EXERCISE DETAILS:
Print, in exact form, the lines below from the one containing "Url::parse(&watch.source_url)" through the one containing "is first needed.", and omit all others.
++++
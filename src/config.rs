use std::env;
use std::str::FromStr;
use std::time::Duration;

use rust_decimal::Decimal;
use serde::{Deserialize, Serialize};
use url::Url;

use crate::utils::error::{AppError, Result};

/// Defaults mirror the listing this watcher was originally written for.
const DEFAULT_WATCH_URL: &str =
    "https://www.armogan.com/us/all-watches-straps/watches/spirit-of-st-louis";
const DEFAULT_SMS_ENDPOINT: &str = "https://api.africastalking.com/version1/messaging";
const DEFAULT_SMTP_HOST: &str = "smtp.gmail.com";

/// What to scrape and what counts as a deal. Immutable for the run.
#[derive(Debug, Clone, Serialize, Deserialize)]
pub struct WatchConfig {
    pub source_url: String,
    pub item_selector: String,
    pub name_selector: String,
    pub photo_selector: String,
    /// Attribute read off the photo node, usually `src`.
    pub photo_attr: String,
    pub price_selector: String,
    pub price_threshold: Decimal,
    pub currency_symbol: String,
}

/// SMS gateway settings. Credentials are optional here and only required
/// once a notification is actually about to be dispatched.
#[derive(Debug, Clone)]
pub struct SmsSettings {
    pub endpoint: String,
    pub api_key: Option<String>,
    pub username: Option<String>,
    pub recipient: Option<String>,
}

#[derive(Debug, Clone)]
pub struct EmailSettings {
    pub smtp_host: String,
    pub smtp_port: u16,
    pub address: Option<String>,
    pub password: Option<String>,
}

#[derive(Debug, Clone, Copy, PartialEq, Eq)]
pub enum ChannelChoice {
    Sms,
    Email,
}

impl FromStr for ChannelChoice {
    type Err = AppError;

    fn from_str(s: &str) -> Result<Self> {
        match s.to_ascii_lowercase().as_str() {
            "sms" => Ok(ChannelChoice::Sms),
            "email" => Ok(ChannelChoice::Email),
            other => Err(AppError::Config(format!(
                "NOTIFY_CHANNEL must be 'sms' or 'email', got '{other}'"
            ))),
        }
    }
}

#[derive(Debug, Clone)]
pub struct Settings {
    pub watch: WatchConfig,
    pub channel: ChannelChoice,
    pub sms: SmsSettings,
    pub email: EmailSettings,
    pub http_timeout: Duration,
}

impl Settings {
    /// Reads the whole configuration surface from the environment. Structural
    /// values (URL, threshold, timeout, channel choice) are validated eagerly;
    /// channel credentials stay optional until first use.
    pub fn from_env() -> Result<Self> {
        let watch = WatchConfig {
            source_url: env_or("WATCH_URL", DEFAULT_WATCH_URL),
            item_selector: env_or("ITEM_SELECTOR", ".product-item-info"),
            name_selector: env_or("NAME_SELECTOR", "a.product-item-link"),
            photo_selector: env_or("PHOTO_SELECTOR", "img.product-image-photo"),
            photo_attr: env_or("PHOTO_ATTR", "src"),
            price_selector: env_or("PRICE_SELECTOR", "span.price"),
            price_threshold: parse_threshold(&env_or("PRICE_THRESHOLD", "225"))?,
            currency_symbol: env_or("CURRENCY_SYMBOL", "$"),
        };

        Url::parse(&watch.source_url)
            .map_err(|e| AppError::Config(format!("invalid WATCH_URL: {e}")))?;

        let channel = env_or("NOTIFY_CHANNEL", "sms").parse()?;

        let timeout_secs: u64 = env_or("HTTP_TIMEOUT_SECS", "10")
            .parse()
            .map_err(|e| AppError::Config(format!("invalid HTTP_TIMEOUT_SECS: {e}")))?;
        if timeout_secs == 0 {
            return Err(AppError::Config("HTTP_TIMEOUT_SECS must be greater than 0".into()));
        }

        let smtp_port: u16 = env_or("SMTP_PORT", "587")
            .parse()
            .map_err(|e| AppError::Config(format!("invalid SMTP_PORT: {e}")))?;

        Ok(Settings {
            watch,
            channel,
            sms: SmsSettings {
                endpoint: env_or("SMS_ENDPOINT", DEFAULT_SMS_ENDPOINT),
                api_key: env::var("API_KEY").ok(),
                username: env::var("USERNAME").ok(),
                recipient: env::var("RECIPIENT_NUMBER").ok(),
            },
            email: EmailSettings {
                smtp_host: env_or("SMTP_HOST", DEFAULT_SMTP_HOST),
                smtp_port,
                address: env::var("EMAIL_ADDRESS").ok(),
                password: env::var("EMAIL_PASSWORD").ok(),
            },
            http_timeout: Duration::from_secs(timeout_secs),
        })
    }
}

/// Requires an optional credential at the point it is first needed.
pub fn require<'a>(value: &'a Option<String>, name: &'static str) -> Result<&'a str> {
    value.as_deref().ok_or(AppError::MissingEnv(name))
}

pub fn parse_threshold(raw: &str) -> Result<Decimal> {
    Decimal::from_str(raw.trim())
        .map_err(|e| AppError::Config(format!("invalid PRICE_THRESHOLD '{raw}': {e}")))
}

fn env_or(key: &str, default: &str) -> String {
    env::var(key).unwrap_or_else(|_| default.to_string())
}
++++
EXPECTED ANSWER:
        Url::parse(&watch.source_url)
            .map_err(|e| AppError::Config(format!("invalid WATCH_URL: {e}")))?;

        let channel = env_or("NOTIFY_CHANNEL", "sms").parse()?;

        let timeout_secs: u64 = env_or("HTTP_TIMEOUT_SECS", "10")
            .parse()
            .map_err(|e| AppError::Config(format!("invalid HTTP_TIMEOUT_SECS: {e}")))?;
        if timeout_secs == 0 {
            return Err(AppError::Config("HTTP_TIMEOUT_SECS must be greater than 0".into()));
        }

        let smtp_port: u16 = env_or("SMTP_PORT", "587")
            .parse()
            .map_err(|e| AppError::Config(format!("invalid SMTP_PORT: {e}")))?;

        Ok(Settings {
            watch,
            channel,
            sms: SmsSettings {
                endpoint: env_or("SMS_ENDPOINT", DEFAULT_SMS_ENDPOINT),
                api_key: env::var("API_KEY").ok(),
                username: env::var("USERNAME").ok(),
                recipient: env::var("RECIPIENT_NUMBER").ok(),
            },
            email: EmailSettings {
                smtp_host: env_or("SMTP_HOST", DEFAULT_SMTP_HOST),
                smtp_port,
                address: env::var("EMAIL_ADDRESS").ok(),
                password: env::var("EMAIL_PASSWORD").ok(),
            },
            http_timeout: Duration::from_secs(timeout_secs),
        })
    }
}

/// Requires an optional credential at the point it is first needed.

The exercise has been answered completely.